Neblina não religiosa: Os tempos recentes têm sido, no mínimo, desafiantes para a Igreja Católica. Desde os escândalos de pedofilia até aos económico-financeiros, desde séries na Netflix sobre casos com mais de 40 anos até à renúncia de cardeais por conta de propriedades em Londres, desde os cismas internos sobre questões como a revolução sexual até ao crescimento da desconfiança na instituição (53% dos portugueses, segundo a última sondagem do Expresso).
Na Europa, nas últimas décadas, tem-se assistido ao crescimento dos sem religião. Em França a maioria da população já não é católica; em Espanha, o número de agnósticos e ateus supera o dos católicos praticantes; nos Países Baixos, Chéquia ou Estónia, o número dos sem religião ou ateus ronda os 50%/60%. Em Portugal, segundo os últimos censos, 14% da população diz não ter religião. Se analisarmos a região com maior diversidade religiosa do país, a Área Metropolitana de Lisboa, esse número ascende quase aos 35%. Os valores relativamente aos jovens são ainda mais acentuados, com uma grande parte a viver à margem do fenómeno religioso e a acentuar uma tendência de destradicionalização.
A Igreja como um ‘resto’? Estes números ajudam a entender a tese de alguns, como o padre Anselmo Borges, que defendem que a Igreja já perdeu os intelectuais, a classe operária e os jovens e que, continuando neste trilho, se arrisca a perder as mulheres. Ora, isso não seria extraordinariamente preocupante se as mulheres não fossem a maioria da população nacional e se não correspondessem ao principal grupo dentro dos católicos.
Em Portugal, um dos subconjuntos mais feminizados é, de facto, o católico (cerca de 60%). Ou seja, no país, a maioria dos católicos são mulheres, com 64 ou mais anos, e pessoas com baixo nível de escolaridade, situadas em regiões predominantemente rurais ou semiurbanas. Se continuar a ignorar a incontornabilidade do papel da mulher na Igreja e na sociedade, a Igreja Mater et Magistra tenderá a tornar-se num resto, uma mera questão de liturgia ou fé, destinada à invisibilidade do espaço privado, como alertou Marcel Gauchet.
Jornadas ou Jubileu Mundial da Mulher: O Papa Francisco, atento às questões do clericalismo, das periferias e da exclusão feminina, tem apelado a uma mudança. No seu recente Instrumentum Laboris, o Papa pede duas coisas essenciais: i) maior reconhecimento e promoção da dignidade batismal das mulheres; ii) maior participação das mulheres na governação, na tomada de decisões, na missão e nos ministérios a todos os níveis da Igreja. Qualquer mudança estrutural leva tempo. No caso de mudanças de verdades intemporais, como as da Igreja, as mudanças têm o seu tempo próprio.

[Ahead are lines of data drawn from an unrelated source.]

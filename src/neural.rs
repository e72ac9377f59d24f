//! Neural controllers driving lander engines
//!
//! A controller maps a sensor vector to throttle outputs in `[-1, 1]`.
//! Controllers are stateless per call.

use rand::Rng;

/// Identifier of a genome within a training run
pub type GenomeId = u64;

/// Maps sensor inputs to engine outputs
pub trait Controller: Send {
    /// Expected length of the input vector
    fn input_count(&self) -> usize;

    /// Length of the output vector
    fn output_count(&self) -> usize;

    /// Forward pass: sensors -> engine outputs
    fn activate(&self, inputs: &[f32]) -> Vec<f32>;
}

/// Fully connected network: input -> hidden (tanh) -> output (tanh), with
/// biases on both layers.
///
/// Weight layout: input->hidden weights (`h * input_dim + i`), hidden biases,
/// hidden->output weights (`o * hidden_dim + h`), output biases.
#[derive(Debug, Clone, PartialEq)]
pub struct FeedForwardNetwork {
    weights: Vec<f32>,
    input_dim: usize,
    hidden_dim: usize,
    output_dim: usize,
}

impl FeedForwardNetwork {
    /// Number of weights needed for the given architecture
    pub fn weight_count(input_dim: usize, hidden_dim: usize, output_dim: usize) -> usize {
        input_dim * hidden_dim + hidden_dim + hidden_dim * output_dim + output_dim
    }

    /// Build from a flat weight vector, padding or truncating to fit
    pub fn from_weights(
        mut weights: Vec<f32>,
        input_dim: usize,
        hidden_dim: usize,
        output_dim: usize,
    ) -> Self {
        weights.resize(Self::weight_count(input_dim, hidden_dim, output_dim), 0.0);
        Self {
            weights,
            input_dim,
            hidden_dim,
            output_dim,
        }
    }

    /// Random weights in `[-0.5, 0.5)`
    pub fn random<R: Rng + ?Sized>(
        rng: &mut R,
        input_dim: usize,
        hidden_dim: usize,
        output_dim: usize,
    ) -> Self {
        let weights = (0..Self::weight_count(input_dim, hidden_dim, output_dim))
            .map(|_| rng.random_range(-0.5..0.5))
            .collect();
        Self::from_weights(weights, input_dim, hidden_dim, output_dim)
    }

    pub fn hidden_dim(&self) -> usize {
        self.hidden_dim
    }

    pub fn weights(&self) -> &[f32] {
        &self.weights
    }
}

impl Controller for FeedForwardNetwork {
    fn input_count(&self) -> usize {
        self.input_dim
    }

    fn output_count(&self) -> usize {
        self.output_dim
    }

    fn activate(&self, inputs: &[f32]) -> Vec<f32> {
        assert_eq!(inputs.len(), self.input_dim, "Input dimension mismatch");

        // Layer 1: input -> hidden
        let hidden_weights_end = self.input_dim * self.hidden_dim;
        let (hidden_weights, rest) = self.weights.split_at(hidden_weights_end);
        let (hidden_biases, rest) = rest.split_at(self.hidden_dim);
        let mut hidden = vec![0.0; self.hidden_dim];

        #[allow(clippy::needless_range_loop)]
        for h in 0..self.hidden_dim {
            let mut sum = hidden_biases[h];
            for i in 0..self.input_dim {
                sum += inputs[i] * hidden_weights[h * self.input_dim + i];
            }
            hidden[h] = sum.tanh();
        }

        // Layer 2: hidden -> output
        let (output_weights, output_biases) = rest.split_at(self.hidden_dim * self.output_dim);
        let mut output = vec![0.0; self.output_dim];

        #[allow(clippy::needless_range_loop)]
        for o in 0..self.output_dim {
            let mut sum = output_biases[o];
            for h in 0..self.hidden_dim {
                sum += hidden[h] * output_weights[o * self.hidden_dim + h];
            }
            output[o] = sum.tanh();
        }

        output
    }
}

/// Controller that ignores its inputs and always returns the same outputs
#[derive(Debug, Clone, PartialEq)]
pub struct ConstantController {
    input_dim: usize,
    outputs: Vec<f32>,
}

impl ConstantController {
    pub fn new(input_dim: usize, outputs: Vec<f32>) -> Self {
        Self { input_dim, outputs }
    }

    /// Minimum throttle on every engine
    pub fn idle(input_dim: usize, output_dim: usize) -> Self {
        Self::new(input_dim, vec![-1.0; output_dim])
    }

    /// Maximum throttle on every engine
    pub fn full(input_dim: usize, output_dim: usize) -> Self {
        Self::new(input_dim, vec![1.0; output_dim])
    }
}

impl Controller for ConstantController {
    fn input_count(&self) -> usize {
        self.input_dim
    }

    fn output_count(&self) -> usize {
        self.outputs.len()
    }

    fn activate(&self, _inputs: &[f32]) -> Vec<f32> {
        self.outputs.clone()
    }
}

Este desejo de uma maior presença das mulheres em posições de responsabilidade e governação deveria, por isso, ser acompanhado de uma solução de médio prazo, no género das JMJ, mas dedicada às mulheres. Tal como sucedeu originalmente com as JMJ, a ideia de umas Jornadas ou de um Jubileu Mundial da Mulher seria um esforço no sentido do reforço da evangelização do mundo feminino, tanto ao nível diocesano (anualmente) como ao nível internacional (a cada quadriénio). Isso permitiria criar laboratórios de fé mais estratégicos e fazer nascer novas vocações, podendo servir de instrumento à própria transformação da Igreja. Uma Igreja sem a comunidade de fiéis não sobrevive, mas, sem as mulheres – o seu núcleo duro –, tenderá a viver pior.
As JMJ são um evento ao qual o Estado português, com relações com a Santa Sé desde a fundação do reino, se une num espírito de dinamização dos valores e interesses socialmente legítimos e de garantia do exercício da liberdade religiosa. As JMJ são também um momento para os 7,04 milhões de portugueses que se declararam católicos nos últimos censos (mais de 80% da população), mas não só, encontrarem o chefe de Estado eleito da Cidade do Vaticano. As JMJ são um instrumento de reforço da evangelização, mas podem ser também um momento de reflexão sobre por onde vai passar o futuro da Igreja(?).
O desaparecimento de uma memória religiosa vivida nas ações do quotidiano, sintoma duma neblina não religiosa, leva a que a temporalidade religiosa seja vivida assim, em momentos de pico, situados em grandes lugares sagrados. As JMJ são, provavelmente, um dos melhores exemplos daquilo a que a socióloga francesa Danièle Hervieu-Léger chamou celebrações efémeras e esporádicas de sociedades sem rituais. Para o bem da Igreja é bom que as JMJ sejam mais, bem mais do que isso.